START Extracted material

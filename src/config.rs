use std::num::NonZeroUsize;

use crate::error::ConfigError;

/// Seconds covered by one revolution of the wheel.
pub const CYCLE_SECS: u64 = 60;

/// Slot count used when none (or zero) is requested.
pub const DEFAULT_SLOTS: usize = 60;

/// What the tick processor does when it meets an entry it cannot fire.
///
/// An entry is malformed while its callback is checked out, which happens
/// when `tick` is re-entered from inside that entry's own callback.
#[derive(Debug, Clone, Copy, Default, PartialEq, Eq)]
pub enum ScanPolicy {
    /// Leave the entry alone and keep scanning the slot.
    #[default]
    SkipMalformed,
    /// Abandon the rest of the slot for this tick.
    StopAtMalformed,
}

/// Wheel construction parameters.
#[derive(Debug, Clone, Copy, PartialEq, Eq)]
pub struct WheelConfig {
    /// Number of slots; `0` selects [`DEFAULT_SLOTS`].
    pub slots: usize,
    /// Upper bound on live entries. `None` grows on demand.
    pub capacity: Option<NonZeroUsize>,
    pub scan: ScanPolicy,
}

impl Default for WheelConfig {
    fn default() -> Self {
        Self {
            slots: DEFAULT_SLOTS,
            capacity: None,
            scan: ScanPolicy::default(),
        }
    }
}

impl WheelConfig {
    pub fn with_slots(mut self, slots: usize) -> Self {
        self.slots = slots;
        self
    }

    pub fn with_capacity(mut self, capacity: NonZeroUsize) -> Self {
        self.capacity = Some(capacity);
        self
    }

    pub fn with_scan(mut self, scan: ScanPolicy) -> Self {
        self.scan = scan;
        self
    }

    /// Resolved `(slot_count, slot_width)` pair.
    pub(crate) fn geometry(&self) -> Result<(usize, u64), ConfigError> {
        let slots = if self.slots == 0 {
            DEFAULT_SLOTS
        } else {
            self.slots
        };

        let width = CYCLE_SECS / slots as u64;
        if width == 0 {
            return Err(ConfigError::SlotWidthTruncated { slots });
        }

        Ok((slots, width))
    }
}

#[cfg(test)]
mod tests {
    use super::*;

    #[test]
    fn test_default_geometry() {
        assert_eq!(WheelConfig::default().geometry(), Ok((60, 1)));
    }

    #[test]
    fn test_zero_slots_means_default() {
        let cfg = WheelConfig::default().with_slots(0);
        assert_eq!(cfg.geometry(), Ok((60, 1)));
    }

    #[test]
    fn test_width_is_integer_division() {
        assert_eq!(WheelConfig::default().with_slots(1).geometry(), Ok((1, 60)));
        assert_eq!(WheelConfig::default().with_slots(12).geometry(), Ok((12, 5)));
        assert_eq!(WheelConfig::default().with_slots(7).geometry(), Ok((7, 8)));
        assert_eq!(WheelConfig::default().with_slots(31).geometry(), Ok((31, 1)));
    }

    #[test]
    fn test_too_many_slots_rejected() {
        assert_eq!(
            WheelConfig::default().with_slots(61).geometry(),
            Err(ConfigError::SlotWidthTruncated { slots: 61 })
        );
    }

    #[test]
    fn test_builder_setters() {
        let cap = NonZeroUsize::new(8).unwrap();
        let cfg = WheelConfig::default()
            .with_slots(30)
            .with_capacity(cap)
            .with_scan(ScanPolicy::StopAtMalformed);

        assert_eq!(cfg.slots, 30);
        assert_eq!(cfg.capacity, Some(cap));
        assert_eq!(cfg.scan, ScanPolicy::StopAtMalformed);
    }
}
use std::fmt;

use crate::{
    Wheel,
    clock::Timestamp,
    slot::{Linked, Links},
};

/// Callback invoked when a timer fires.
///
/// Receives the wheel that owns the timer, so it may schedule, cancel or
/// clear timers on it, and the user data the timer was scheduled with.
pub type Callback<D, C> = Box<dyn FnMut(&mut Wheel<D, C>, &mut D)>;

/// How a timer behaves after it fires.
#[derive(Debug, Clone, Copy, PartialEq, Eq, Hash)]
pub enum Mode {
    /// Fire once, then release.
    OneShot,
    /// Fire every `delay` seconds until cancelled.
    Periodic,
}

/// Identity of a scheduled timer. Never reused by the wheel that issued it.
#[derive(Debug, Clone, Copy, PartialEq, Eq, PartialOrd, Ord, Hash)]
pub struct EntryId(u64);

impl EntryId {
    pub(crate) const FIRST: Self = Self(1);

    #[inline]
    pub const fn get(self) -> u64 {
        self.0
    }

    #[inline]
    pub(crate) const fn next(self) -> Self {
        Self(self.0 + 1)
    }
}

impl fmt::Display for EntryId {
    fn fmt(&self, f: &mut fmt::Formatter<'_>) -> fmt::Result {
        write!(f, "#{}", self.0)
    }
}

/// Handle for cancelling or inspecting a scheduled timer.
///
/// Handles are `Copy`: cancelling twice, or cancelling a timer that already
/// fired, is a harmless no-op because the embedded [`EntryId`] is checked
/// against the live entry. A periodic timer keeps its handle across re-arms.
#[derive(Debug, Clone, Copy, PartialEq, Eq, Hash)]
pub struct EntryHandle {
    pub(crate) key: usize,
    pub(crate) id: EntryId,
}

impl EntryHandle {
    #[inline]
    pub fn id(&self) -> EntryId {
        self.id
    }
}

/// Snapshot of a live timer.
#[derive(Debug, Clone, Copy, PartialEq, Eq)]
pub struct EntryInfo {
    pub id: EntryId,
    /// When the timer was first armed; preserved across periodic re-arms.
    pub started: Timestamp,
    pub expires_at: Timestamp,
    pub delay: u32,
    pub mode: Mode,
    /// Index of the slot currently holding the timer.
    pub slot: usize,
}

/// Callback and user data, checked out while the callback runs.
pub(crate) struct Armed<D, C> {
    pub callback: Callback<D, C>,
    pub data: D,
}

pub(crate) struct Entry<D, C> {
    pub id: EntryId,
    pub started: Timestamp,
    pub expires_at: Timestamp,
    pub delay: u32,
    pub mode: Mode,
    pub slot: usize,
    pub armed: Option<Armed<D, C>>,
    links: Links,
}

impl<D, C> Entry<D, C> {
    pub fn new(
        id: EntryId,
        now: Timestamp,
        delay: u32,
        mode: Mode,
        slot: usize,
        armed: Armed<D, C>,
    ) -> Self {
        Self {
            id,
            started: now,
            expires_at: now.saturating_add(delay as u64),
            delay,
            mode,
            slot,
            armed: Some(armed),
            links: Links::default(),
        }
    }

    /// Late, exactly due, or inside the early-fire band of one slot width.
    #[inline]
    pub fn is_due(&self, now: Timestamp, slot_width: u64) -> bool {
        now >= self.expires_at || self.expires_at.abs_diff(now) < slot_width
    }

    /// The callback is checked out, i.e. the entry is firing right now.
    #[inline]
    pub fn is_malformed(&self) -> bool {
        self.armed.is_none()
    }

    pub fn info(&self) -> EntryInfo {
        EntryInfo {
            id: self.id,
            started: self.started,
            expires_at: self.expires_at,
            delay: self.delay,
            mode: self.mode,
            slot: self.slot,
        }
    }
}

impl<D, C> Linked for Entry<D, C> {
    #[inline]
    fn links(&self) -> &Links {
        &self.links
    }

    #[inline]
    fn links_mut(&mut self) -> &mut Links {
        &mut self.links
    }
}

#[cfg(test)]
mod tests {
    use super::*;
    use crate::clock::ManualClock;

    fn entry(now: Timestamp, delay: u32) -> Entry<(), ManualClock> {
        Entry::new(
            EntryId::FIRST,
            now,
            delay,
            Mode::OneShot,
            0,
            Armed {
                callback: Box::new(|_: &mut Wheel<(), ManualClock>, _: &mut ()| {}),
                data: (),
            },
        )
    }

    #[test]
    fn test_expiry_is_start_plus_delay() {
        let e = entry(1_000, 7);
        assert_eq!(e.started, 1_000);
        assert_eq!(e.expires_at, 1_007);
        assert!(!e.is_malformed());
    }

    #[test]
    fn test_due_when_late_or_exact() {
        let e = entry(1_000, 7);
        assert!(e.is_due(1_007, 1));
        assert!(e.is_due(1_500, 1));
        assert!(!e.is_due(1_006, 1));
    }

    #[test]
    fn test_early_fire_band() {
        let e = entry(1_000, 10);
        // width 5: fires from expires_at - 4 on
        assert!(!e.is_due(1_005, 5));
        assert!(e.is_due(1_006, 5));
        assert!(e.is_due(1_009, 5));
    }

    #[test]
    fn test_checked_out_entry_is_malformed() {
        let mut e = entry(1_000, 1);
        let armed = e.armed.take();
        assert!(armed.is_some());
        assert!(e.is_malformed());
    }

    #[test]
    fn test_ids_are_monotonic() {
        let a = EntryId::FIRST;
        let b = a.next();
        assert!(b > a);
        assert_eq!(b.get(), 2);
        assert_eq!(b.to_string(), "#2");
    }
}
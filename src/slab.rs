use std::collections::TryReserveError;

const NONE: usize = usize::MAX;

enum Node<T> {
    Vacant { next: usize },
    Occupied(T),
}

/// Growable arena with an intrusive free list.
///
/// Keys stay stable for as long as the value is present; a vacated key is
/// handed out again by the next insert.
pub(crate) struct Slab<T> {
    nodes: Vec<Node<T>>,
    free_head: usize,
    len: usize,
}

impl<T> Slab<T> {
    pub fn new() -> Self {
        Self {
            nodes: Vec::new(),
            free_head: NONE,
            len: 0,
        }
    }

    /// Insert a value. Returns the key.
    pub fn insert(&mut self, value: T) -> Result<usize, TryReserveError> {
        let key = if self.free_head != NONE {
            let key = self.free_head;
            let next = match self.nodes[key] {
                Node::Vacant { next } => next,
                Node::Occupied(_) => unreachable!("free list must point at a vacant node"),
            };
            self.free_head = next;
            self.nodes[key] = Node::Occupied(value);
            key
        } else {
            self.nodes.try_reserve(1)?;
            self.nodes.push(Node::Occupied(value));
            self.nodes.len() - 1
        };

        self.len += 1;
        Ok(key)
    }

    /// Remove by key. Returns `None` if the key is vacant or out of range.
    pub fn remove(&mut self, key: usize) -> Option<T> {
        let node = self.nodes.get_mut(key)?;
        if let Node::Vacant { .. } = node {
            return None;
        }

        let old = std::mem::replace(
            node,
            Node::Vacant {
                next: self.free_head,
            },
        );
        self.free_head = key;
        self.len -= 1;

        match old {
            Node::Occupied(value) => Some(value),
            Node::Vacant { .. } => None,
        }
    }

    #[inline]
    pub fn get(&self, key: usize) -> Option<&T> {
        match self.nodes.get(key)? {
            Node::Occupied(value) => Some(value),
            Node::Vacant { .. } => None,
        }
    }

    #[inline]
    pub fn get_mut(&mut self, key: usize) -> Option<&mut T> {
        match self.nodes.get_mut(key)? {
            Node::Occupied(value) => Some(value),
            Node::Vacant { .. } => None,
        }
    }

    /// Drop every value. Allocated storage is kept for reuse.
    pub fn clear(&mut self) {
        self.nodes.clear();
        self.free_head = NONE;
        self.len = 0;
    }

    #[inline]
    pub fn len(&self) -> usize {
        self.len
    }

    #[inline]
    pub fn is_empty(&self) -> bool {
        self.len == 0
    }
}
//! Logging for the wheel.
//!
//! Enable with `--features tracing`. Without the feature every macro expands
//! to nothing, so the hot path carries no logging cost.

/// Install a `tracing` subscriber that prints wheel events.
///
/// Honors `RUST_LOG`; defaults to `tickwheel=trace`. Does nothing if the
/// `tracing` feature is not enabled.
#[cfg(feature = "tracing")]
pub fn init_tracing() {
    use tracing_subscriber::{EnvFilter, fmt, prelude::*};

    let filter =
        EnvFilter::try_from_default_env().unwrap_or_else(|_| EnvFilter::new("tickwheel=trace"));

    let _ = tracing_subscriber::registry()
        .with(
            fmt::layer()
                .with_target(true)
                .with_file(false)
                .with_line_number(false)
                .with_timer(fmt::time::uptime()),
        )
        .with(filter)
        .try_init();
}

#[cfg(not(feature = "tracing"))]
pub const fn init_tracing() {}

#[cfg(feature = "tracing")]
pub(crate) use tracing::{debug, trace, warn};

#[cfg(not(feature = "tracing"))]
macro_rules! trace_noop {
    ($($arg:tt)*) => {};
}

#[cfg(not(feature = "tracing"))]
macro_rules! debug_noop {
    ($($arg:tt)*) => {};
}

#[cfg(not(feature = "tracing"))]
macro_rules! warn_noop {
    ($($arg:tt)*) => {};
}

#[cfg(not(feature = "tracing"))]
pub(crate) use debug_noop as debug;
#[cfg(not(feature = "tracing"))]
pub(crate) use trace_noop as trace;
#[cfg(not(feature = "tracing"))]
pub(crate) use warn_noop as warn;
//! Coarse-grained, tick-driven timing wheel.
//!
//! Schedule one-shot or periodic callbacks with a delay in whole seconds, then
//! call [`Wheel::tick`] on a fixed cadence; due callbacks run synchronously
//! from inside the tick.
//!
//! ```
//! use tickwheel::{ManualClock, Mode, Wheel};
//!
//! let clock = ManualClock::new(1_000);
//! let mut wheel: Wheel<&str, _> = Wheel::with_clock(60, clock.clone()).unwrap();
//!
//! let handle = wheel
//!     .schedule(2, Mode::OneShot, |_, name| println!("hello {name}"), "wheel")
//!     .unwrap();
//!
//! clock.advance(2);
//! assert_eq!(wheel.tick(), 1);
//! assert!(!wheel.contains(handle));
//! ```

mod clock;
mod config;
mod entry;
mod error;
mod slab;
mod slot;
mod trace;
mod wheel;

pub use clock::{Clock, ManualClock, SystemClock, Timestamp};
pub use config::{CYCLE_SECS, DEFAULT_SLOTS, ScanPolicy, WheelConfig};
pub use entry::{Callback, EntryHandle, EntryId, EntryInfo, Mode};
pub use error::{ConfigError, ScheduleError};
pub use trace::init_tracing;
pub use wheel::{Wheel, slot_index};
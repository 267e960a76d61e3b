//! rota server binary.
//!
//! Reads `config.toml` (or the path specified with `--config`), opens an
//! in-memory relief store, optionally loads the demo roster and schedule,
//! and serves the JSON API over HTTP.

use std::{path::PathBuf, sync::Arc};

use anyhow::Context as _;
use clap::Parser;
use rota_store_mem::{MemStore, seed};
use serde::Deserialize;
use tokio::net::TcpListener;
use tower_http::trace::TraceLayer;
use tracing::level_filters::LevelFilter;
use tracing_subscriber::EnvFilter;

/// Runtime server configuration, deserialised from `config.toml` with
/// `ROTA_`-prefixed environment overrides.
#[derive(Deserialize, Clone)]
struct ServerConfig {
  host:      String,
  port:      u16,
  /// Load the demo roster and schedule on startup.
  #[serde(default)]
  seed_demo: bool,
}

#[derive(Parser)]
#[command(author, version, about = "Rota relief scheduling server")]
struct Cli {
  /// Path to the TOML configuration file.
  #[arg(short, long, default_value = "config.toml")]
  config: PathBuf,

  /// Load the demo roster and schedule on startup.
  #[arg(long)]
  seed_demo: bool,
}

#[tokio::main]
async fn main() -> anyhow::Result<()> {
  // Initialise tracing.
  tracing_subscriber::fmt()
    .with_env_filter(
      EnvFilter::builder()
        .with_default_directive(LevelFilter::INFO.into())
        .from_env_lossy(),
    )
    .init();

  let cli = Cli::parse();

  // Load configuration.
  let settings = config::Config::builder()
    .set_default("host", "127.0.0.1")?
    .set_default("port", 8080)?
    .add_source(config::File::from(cli.config).required(false))
    .add_source(config::Environment::with_prefix("ROTA"))
    .build()
    .context("failed to read config file")?;

  let server_cfg: ServerConfig = settings
    .try_deserialize()
    .context("failed to deserialise ServerConfig")?;

  // Open the store and optionally load the demo fixtures.
  let store = MemStore::new();
  if cli.seed_demo || server_cfg.seed_demo {
    let roster = seed::demo(&store)
      .await
      .context("failed to seed demo data")?;
    tracing::info!("Seeded demo roster with {} teachers", roster.len());
  }

  let app = axum::Router::new()
    .nest("/api", rota_api::api_router(Arc::new(store)))
    .layer(TraceLayer::new_for_http());

  let address = format!("{}:{}", server_cfg.host, server_cfg.port);

  tracing::info!("Listening on http://{address}");
  let listener = TcpListener::bind(&address)
    .await
    .with_context(|| format!("failed to bind {address}"))?;

  axum::serve(listener, app).await.context("server error")?;

  Ok(())
}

END Extracted material

> _What needs to be done_: Where a line of the records has the string "ServerConfig", return that line.

> _Task answer_:
struct ServerConfig {
  let server_cfg: ServerConfig = settings
    .context("failed to deserialise ServerConfig")?;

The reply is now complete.